> [TRY IT]: For the records below, count the lines containing the word "funded" and reply with the number alone.

[Saved data entries]
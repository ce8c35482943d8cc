//! Account Aggregate
//!
//! One balance per (owner, currency). Every mutation bumps the version so
//! concurrent writers can detect each other.

use chrono::{DateTime, Utc};
use rust_decimal::Decimal;
use serde::{Deserialize, Serialize};
use std::str::FromStr;
use uuid::Uuid;

use crate::domain::{Amount, AmountError, Balance, Currency, LedgerError, UnknownStatus};

use super::Aggregate;

/// Account status
#[derive(Debug, Clone, Copy, PartialEq, Eq, Default, Serialize, Deserialize)]
#[serde(rename_all = "snake_case")]
pub enum AccountStatus {
    #[default]
    Active,
    Frozen,
    Closed,
}

impl AccountStatus {
    pub fn as_str(&self) -> &'static str {
        match self {
            AccountStatus::Active => "active",
            AccountStatus::Frozen => "frozen",
            AccountStatus::Closed => "closed",
        }
    }
}

impl FromStr for AccountStatus {
    type Err = UnknownStatus;

    fn from_str(s: &str) -> Result<Self, Self::Err> {
        match s {
            "active" => Ok(AccountStatus::Active),
            "frozen" => Ok(AccountStatus::Frozen),
            "closed" => Ok(AccountStatus::Closed),
            other => Err(UnknownStatus {
                entity: "account",
                value: other.to_string(),
            }),
        }
    }
}

/// Account Aggregate
#[derive(Debug, Clone, PartialEq, Serialize, Deserialize)]
pub struct Account {
    id: Uuid,
    owner_id: Uuid,
    currency: Currency,
    balance: Balance,
    status: AccountStatus,
    /// Incremented on every balance or status change
    version: i64,
    created_at: DateTime<Utc>,
    updated_at: DateTime<Utc>,
}

impl Account {
    /// Open a new, empty, active account
    pub fn open(owner_id: Uuid, currency: Currency) -> Self {
        let now = Utc::now();
        Self {
            id: Uuid::new_v4(),
            owner_id,
            currency,
            balance: Balance::zero(),
            status: AccountStatus::Active,
            version: 1,
            created_at: now,
            updated_at: now,
        }
    }

    /// Rebuild an account from persisted state
    #[allow(clippy::too_many_arguments)]
    pub fn from_db_state(
        id: Uuid,
        owner_id: Uuid,
        currency: Currency,
        balance: Decimal,
        status: AccountStatus,
        version: i64,
        created_at: DateTime<Utc>,
        updated_at: DateTime<Utc>,
    ) -> Result<Self, AmountError> {
        Ok(Self {
            id,
            owner_id,
            currency,
            balance: Balance::new(balance)?,
            status,
            version,
            created_at,
            updated_at,
        })
    }

    /// Reject any balance change on frozen or closed accounts
    pub fn ensure_active(&self) -> Result<(), LedgerError> {
        match self.status {
            AccountStatus::Active => Ok(()),
            status => Err(LedgerError::conflict(format!(
                "account {} is {}",
                self.id,
                status.as_str()
            ))),
        }
    }

    /// Check that a debit of `amount` is allowed right now
    pub fn ensure_can_debit(&self, amount: &Amount) -> Result<(), LedgerError> {
        self.ensure_active()?;
        if !self.balance.is_sufficient_for(amount) {
            return Err(LedgerError::insufficient_funds(
                amount.value(),
                self.balance.value(),
            ));
        }
        Ok(())
    }

    /// Apply a signed delta, producing the next version of the account.
    /// Fails if the balance would drop below zero.
    pub fn apply_delta(&self, delta: Decimal) -> Result<Account, AmountError> {
        let balance = self.balance.apply_delta(delta)?;
        Ok(Self {
            balance,
            version: self.version + 1,
            updated_at: Utc::now(),
            ..self.clone()
        })
    }

    /// Produce the next version with a new status
    pub fn with_status(&self, status: AccountStatus) -> Account {
        Self {
            status,
            version: self.version + 1,
            updated_at: Utc::now(),
            ..self.clone()
        }
    }

    pub fn owner_id(&self) -> Uuid {
        self.owner_id
    }

    pub fn currency(&self) -> &Currency {
        &self.currency
    }

    pub fn balance(&self) -> &Balance {
        &self.balance
    }

    pub fn status(&self) -> AccountStatus {
        self.status
    }

    pub fn version(&self) -> i64 {
        self.version
    }

    pub fn created_at(&self) -> DateTime<Utc> {
        self.created_at
    }

    pub fn updated_at(&self) -> DateTime<Utc> {
        self.updated_at
    }
}

impl Aggregate for Account {
    fn aggregate_type() -> &'static str {
        "Account"
    }

    fn id(&self) -> Uuid {
        self.id
    }
}

#[cfg(test)]
mod tests {
    use super::*;
    use rust_decimal_macros::dec;

    fn funded(balance: Decimal) -> Account {
        Account::open(Uuid::new_v4(), Currency::new("USD").unwrap())
            .apply_delta(balance)
            .unwrap()
    }

    #[test]
    fn test_account_open() {
        let owner = Uuid::new_v4();
        let account = Account::open(owner, Currency::new("EUR").unwrap());

        assert_eq!(account.owner_id(), owner);
        assert_eq!(account.currency().as_str(), "EUR");
        assert_eq!(account.balance().value(), Decimal::ZERO);
        assert_eq!(account.status(), AccountStatus::Active);
        assert_eq!(account.version(), 1);
    }

    #[test]
    fn test_apply_delta_bumps_version() {
        let account = funded(dec!(100));
        assert_eq!(account.version(), 2);

        let account = account.apply_delta(dec!(-30)).unwrap();
        assert_eq!(account.balance().value(), dec!(70));
        assert_eq!(account.version(), 3);
    }

    #[test]
    fn test_apply_delta_refuses_overdraft() {
        let account = funded(dec!(10));
        assert!(account.apply_delta(dec!(-10.01)).is_err());
    }

    #[test]
    fn test_ensure_can_debit() {
        let account = funded(dec!(30));
        let fifty = Amount::new(dec!(50)).unwrap();

        let err = account.ensure_can_debit(&fifty).unwrap_err();
        assert_eq!(err, LedgerError::insufficient_funds(dec!(50.00), dec!(30)));
        assert!(account.ensure_can_debit(&Amount::new(dec!(30)).unwrap()).is_ok());
    }

    #[test]
    fn test_frozen_account_rejects_debit() {
        let account = funded(dec!(100)).with_status(AccountStatus::Frozen);
        let result = account.ensure_can_debit(&Amount::from_integer(1).unwrap());
        assert!(matches!(result, Err(LedgerError::Conflict { .. })));
    }

    #[test]
    fn test_from_db_state_rejects_negative_balance() {
        let now = Utc::now();
        let result = Account::from_db_state(
            Uuid::new_v4(),
            Uuid::new_v4(),
            Currency::new("USD").unwrap(),
            dec!(-1),
            AccountStatus::Active,
            1,
            now,
            now,
        );
        assert!(result.is_err());
    }
}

> [EXPECTED ANSWER]: 5